=== RECORDS SHOWN ===

//! Compensating actions
//!
//! A workflow mutates local git, the remote and the issue tracker, and none of
//! those share a transaction. Every mutating step therefore registers an
//! [`Action`] that undoes it. When a later step fails, the [`ActionChain`]
//! runs the registered compensations newest first.
//!
//! ```text
//! ActionChain::run(|chain| {
//!   git.create_branch_at("release", "develop")?;
//!   chain.push(GitAction::new(&git, GitUndo::DeleteBranch { .. }));
//!   bump_version()?;            // Err here unwinds DeleteBranch
//!   Ok(())
//! })
//! ```

pub mod git;

pub use git::{GitAction, GitUndo};

use crate::core::error::{FlowError, FlowResult};

/// Undo for one already-applied effect
pub trait Action {
  /// Reverse the effect
  fn rollback(&self) -> FlowResult<()>;

  /// Human-readable summary of what `rollback` does
  fn describe(&self) -> String;
}

/// `None` is a placeholder that keeps its slot in the chain and does nothing
impl<A: Action> Action for Option<A> {
  fn rollback(&self) -> FlowResult<()> {
    match self {
      Some(action) => action.rollback(),
      None => Ok(()),
    }
  }

  fn describe(&self) -> String {
    match self {
      Some(action) => action.describe(),
      None => "nothing".to_string(),
    }
  }
}

impl Action for Box<dyn Action> {
  fn rollback(&self) -> FlowResult<()> {
    self.as_ref().rollback()
  }

  fn describe(&self) -> String {
    self.as_ref().describe()
  }
}

/// Step that turned out not to need a mutation
#[derive(Debug, Clone, Copy, Default)]
pub struct Noop;

impl Action for Noop {
  fn rollback(&self) -> FlowResult<()> {
    Ok(())
  }

  fn describe(&self) -> String {
    "no change to undo".to_string()
  }
}

/// Compensation for effects that must not be reverted automatically.
///
/// Pushed history may already be shared, so unwinding past a push only tells
/// the operator what is left on the remote.
#[derive(Debug, Clone)]
pub struct ReportAction {
  message: String,
}

impl ReportAction {
  pub fn new(message: impl Into<String>) -> Self {
    Self {
      message: message.into(),
    }
  }
}

impl Action for ReportAction {
  fn rollback(&self) -> FlowResult<()> {
    tracing::warn!("{}", self.message);
    println!("   ⚠️  {}", self.message);
    Ok(())
  }

  fn describe(&self) -> String {
    format!("report: {}", self.message)
  }
}

struct ActionRecord {
  task: Option<String>,
  action: Box<dyn Action>,
}

impl ActionRecord {
  fn label(&self) -> String {
    match &self.task {
      Some(task) => format!("{} ({})", task, self.action.describe()),
      None => self.action.describe(),
    }
  }
}

/// Ordered compensations of one workflow invocation
#[derive(Default)]
pub struct ActionChain {
  records: Vec<ActionRecord>,
}

impl ActionChain {
  pub fn new() -> Self {
    Self::default()
  }

  pub fn len(&self) -> usize {
    self.records.len()
  }

  pub fn is_empty(&self) -> bool {
    self.records.is_empty()
  }

  /// Register the compensation of a step that just succeeded
  pub fn push<A: Action + 'static>(&mut self, action: A) {
    self.records.push(ActionRecord {
      task: None,
      action: Box::new(action),
    });
  }

  /// Like [`push`](Self::push), with a label naming the forward step
  pub fn push_task<A: Action + 'static>(&mut self, task: impl Into<String>, action: A) {
    self.records.push(ActionRecord {
      task: Some(task.into()),
      action: Box::new(action),
    });
  }

  /// Labels in registration order
  pub fn describe(&self) -> Vec<String> {
    self.records.iter().map(ActionRecord::label).collect()
  }

  /// Run every compensation, newest first.
  ///
  /// A failing compensation is logged and the unwind carries on; the chain is
  /// empty afterwards so it cannot be unwound twice.
  pub fn rollback(&mut self) -> FlowResult<()> {
    if self.records.is_empty() {
      return Ok(());
    }

    println!("↩️  Rolling back {} step(s)...", self.records.len());
    let mut failures = 0;

    for record in self.records.drain(..).rev() {
      let label = record.label();
      tracing::info!(step = %label, "rolling back");
      match record.action.rollback() {
        Ok(()) => println!("   ↩️  {}", label),
        Err(e) => {
          failures += 1;
          tracing::error!(step = %label, error = %e, "compensation failed");
          eprintln!("   ❌ {}: {}", label, e);
        }
      }
    }

    if failures > 0 {
      return Err(FlowError::RollbackFailed { failures, cause: None });
    }
    Ok(())
  }

  /// Unwind if `result` is an error, then hand the error back.
  ///
  /// When the unwind itself fails the original error travels as the cause of
  /// the rollback failure.
  pub fn rollback_on_error<T>(&mut self, result: FlowResult<T>) -> FlowResult<T> {
    let error = match result {
      Ok(value) => return Ok(value),
      Err(e) => e,
    };

    tracing::debug!(error = %error, pending = ?self.describe(), "workflow failed, unwinding");
    match self.rollback() {
      Ok(()) => Err(error),
      Err(FlowError::RollbackFailed { failures, .. }) => Err(FlowError::RollbackFailed {
        failures,
        cause: Some(Box::new(error)),
      }),
      Err(other) => Err(other),
    }
  }

  /// Run a workflow body against a fresh chain.
  ///
  /// The outcome is inspected only once the body has returned, so a failure
  /// in any later step still unwinds everything registered before it. On
  /// success the chain is discarded.
  pub fn run<T>(body: impl FnOnce(&mut ActionChain) -> FlowResult<T>) -> FlowResult<T> {
    let mut chain = ActionChain::new();
    let result = body(&mut chain);
    chain.rollback_on_error(result)
  }
}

===

▸ WHAT TO DO:
Looking over the records, find each line with the word "ActionRecord" and copy it.

▸ OUTPUT:
struct ActionRecord {
impl ActionRecord {
  records: Vec<ActionRecord>,
    self.records.push(ActionRecord {
    self.records.push(ActionRecord {
    self.records.iter().map(ActionRecord::label).collect()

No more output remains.